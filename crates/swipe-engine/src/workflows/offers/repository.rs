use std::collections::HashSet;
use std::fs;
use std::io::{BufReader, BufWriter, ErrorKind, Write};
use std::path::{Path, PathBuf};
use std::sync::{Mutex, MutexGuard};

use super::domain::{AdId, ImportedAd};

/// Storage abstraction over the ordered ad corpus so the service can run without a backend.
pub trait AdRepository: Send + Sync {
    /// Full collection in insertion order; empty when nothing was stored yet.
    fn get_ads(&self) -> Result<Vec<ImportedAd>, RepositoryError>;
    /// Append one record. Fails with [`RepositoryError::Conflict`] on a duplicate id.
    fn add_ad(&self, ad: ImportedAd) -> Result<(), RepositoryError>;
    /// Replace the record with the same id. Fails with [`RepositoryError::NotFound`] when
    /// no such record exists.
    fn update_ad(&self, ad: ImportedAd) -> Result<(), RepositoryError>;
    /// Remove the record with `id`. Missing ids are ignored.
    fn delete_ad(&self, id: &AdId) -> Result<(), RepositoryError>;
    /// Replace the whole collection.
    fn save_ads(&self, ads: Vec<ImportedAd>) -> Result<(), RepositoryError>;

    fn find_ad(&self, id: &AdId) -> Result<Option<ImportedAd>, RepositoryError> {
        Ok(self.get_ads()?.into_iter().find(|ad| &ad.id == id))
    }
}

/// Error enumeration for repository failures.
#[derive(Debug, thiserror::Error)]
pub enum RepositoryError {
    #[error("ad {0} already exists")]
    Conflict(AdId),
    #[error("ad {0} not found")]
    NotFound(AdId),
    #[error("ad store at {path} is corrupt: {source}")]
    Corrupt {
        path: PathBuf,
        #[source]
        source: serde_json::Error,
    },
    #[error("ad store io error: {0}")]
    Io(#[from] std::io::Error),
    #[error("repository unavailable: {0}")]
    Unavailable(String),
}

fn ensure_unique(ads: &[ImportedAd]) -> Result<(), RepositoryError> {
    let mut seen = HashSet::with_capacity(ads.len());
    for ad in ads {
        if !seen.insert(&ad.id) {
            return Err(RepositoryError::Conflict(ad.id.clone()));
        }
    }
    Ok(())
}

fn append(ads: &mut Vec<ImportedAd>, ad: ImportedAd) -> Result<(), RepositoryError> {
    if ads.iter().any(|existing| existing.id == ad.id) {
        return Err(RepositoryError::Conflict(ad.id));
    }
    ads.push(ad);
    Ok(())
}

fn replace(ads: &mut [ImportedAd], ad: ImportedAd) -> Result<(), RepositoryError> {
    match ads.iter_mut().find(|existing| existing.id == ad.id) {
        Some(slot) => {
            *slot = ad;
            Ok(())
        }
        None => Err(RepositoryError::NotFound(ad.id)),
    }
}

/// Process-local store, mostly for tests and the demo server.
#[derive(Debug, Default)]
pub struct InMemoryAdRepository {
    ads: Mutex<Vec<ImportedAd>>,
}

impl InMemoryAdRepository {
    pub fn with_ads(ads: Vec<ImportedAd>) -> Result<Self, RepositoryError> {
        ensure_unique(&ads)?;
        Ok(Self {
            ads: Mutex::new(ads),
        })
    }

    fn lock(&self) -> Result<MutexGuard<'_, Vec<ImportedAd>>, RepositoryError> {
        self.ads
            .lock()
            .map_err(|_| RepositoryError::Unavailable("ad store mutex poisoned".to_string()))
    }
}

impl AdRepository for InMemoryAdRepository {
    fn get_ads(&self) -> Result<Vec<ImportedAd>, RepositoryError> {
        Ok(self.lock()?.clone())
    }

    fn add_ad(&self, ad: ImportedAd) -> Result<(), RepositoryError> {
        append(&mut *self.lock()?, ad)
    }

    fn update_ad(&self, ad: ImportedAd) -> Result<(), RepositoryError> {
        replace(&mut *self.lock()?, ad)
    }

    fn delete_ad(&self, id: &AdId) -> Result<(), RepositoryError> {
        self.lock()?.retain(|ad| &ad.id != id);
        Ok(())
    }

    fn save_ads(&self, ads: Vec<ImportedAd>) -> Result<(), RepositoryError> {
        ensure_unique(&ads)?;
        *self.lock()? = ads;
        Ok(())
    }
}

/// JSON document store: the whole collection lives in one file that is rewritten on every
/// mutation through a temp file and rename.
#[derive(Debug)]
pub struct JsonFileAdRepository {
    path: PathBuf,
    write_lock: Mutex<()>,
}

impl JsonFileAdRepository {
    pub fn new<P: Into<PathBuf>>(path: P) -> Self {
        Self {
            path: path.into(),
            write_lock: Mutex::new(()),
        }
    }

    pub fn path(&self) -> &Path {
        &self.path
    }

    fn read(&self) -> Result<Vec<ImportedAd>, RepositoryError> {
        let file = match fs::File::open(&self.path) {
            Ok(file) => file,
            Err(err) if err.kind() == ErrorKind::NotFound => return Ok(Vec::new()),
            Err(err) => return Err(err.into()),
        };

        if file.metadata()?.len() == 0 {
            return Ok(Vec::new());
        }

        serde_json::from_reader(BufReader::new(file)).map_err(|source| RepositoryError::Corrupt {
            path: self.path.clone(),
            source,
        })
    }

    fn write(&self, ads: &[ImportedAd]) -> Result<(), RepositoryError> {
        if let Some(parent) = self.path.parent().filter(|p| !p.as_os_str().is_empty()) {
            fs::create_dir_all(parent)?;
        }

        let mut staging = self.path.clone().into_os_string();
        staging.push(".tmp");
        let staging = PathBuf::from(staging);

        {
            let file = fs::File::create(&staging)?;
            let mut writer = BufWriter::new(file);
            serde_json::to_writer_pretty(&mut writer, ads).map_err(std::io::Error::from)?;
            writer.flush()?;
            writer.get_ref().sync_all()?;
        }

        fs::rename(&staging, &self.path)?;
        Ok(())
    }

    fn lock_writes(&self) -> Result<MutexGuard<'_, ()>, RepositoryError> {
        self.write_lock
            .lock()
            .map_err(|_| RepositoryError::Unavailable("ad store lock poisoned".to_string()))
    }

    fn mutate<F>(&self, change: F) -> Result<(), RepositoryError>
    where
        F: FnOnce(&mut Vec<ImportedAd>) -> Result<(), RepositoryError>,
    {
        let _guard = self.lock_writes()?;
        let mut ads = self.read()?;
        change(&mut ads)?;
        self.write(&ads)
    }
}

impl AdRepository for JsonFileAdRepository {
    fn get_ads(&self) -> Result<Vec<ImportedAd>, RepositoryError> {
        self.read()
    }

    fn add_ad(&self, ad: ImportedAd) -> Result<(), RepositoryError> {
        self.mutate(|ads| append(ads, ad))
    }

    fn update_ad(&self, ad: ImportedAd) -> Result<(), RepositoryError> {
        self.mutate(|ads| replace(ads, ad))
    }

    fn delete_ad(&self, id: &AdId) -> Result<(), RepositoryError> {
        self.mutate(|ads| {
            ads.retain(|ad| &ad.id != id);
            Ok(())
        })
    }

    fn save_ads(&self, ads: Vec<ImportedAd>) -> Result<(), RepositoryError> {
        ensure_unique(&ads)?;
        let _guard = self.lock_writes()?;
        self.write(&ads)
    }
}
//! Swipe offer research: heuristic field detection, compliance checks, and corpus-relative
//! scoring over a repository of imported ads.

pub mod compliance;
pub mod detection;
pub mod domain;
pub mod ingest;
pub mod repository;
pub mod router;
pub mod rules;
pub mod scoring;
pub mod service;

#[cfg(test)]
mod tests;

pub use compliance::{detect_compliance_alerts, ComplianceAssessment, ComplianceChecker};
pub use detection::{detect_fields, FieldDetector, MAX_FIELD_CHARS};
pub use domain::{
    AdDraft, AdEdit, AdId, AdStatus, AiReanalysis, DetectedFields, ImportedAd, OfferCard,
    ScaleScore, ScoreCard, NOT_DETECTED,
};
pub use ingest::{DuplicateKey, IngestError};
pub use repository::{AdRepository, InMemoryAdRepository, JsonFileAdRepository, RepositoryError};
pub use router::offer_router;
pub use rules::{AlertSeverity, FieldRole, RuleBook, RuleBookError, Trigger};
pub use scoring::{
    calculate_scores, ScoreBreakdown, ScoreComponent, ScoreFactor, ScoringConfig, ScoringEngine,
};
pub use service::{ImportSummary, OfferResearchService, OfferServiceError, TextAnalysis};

━━━━

Problem requirements: Report the number of lines in the entries above that include the string "HashSet". Give nothing but the number.

Expected output: 2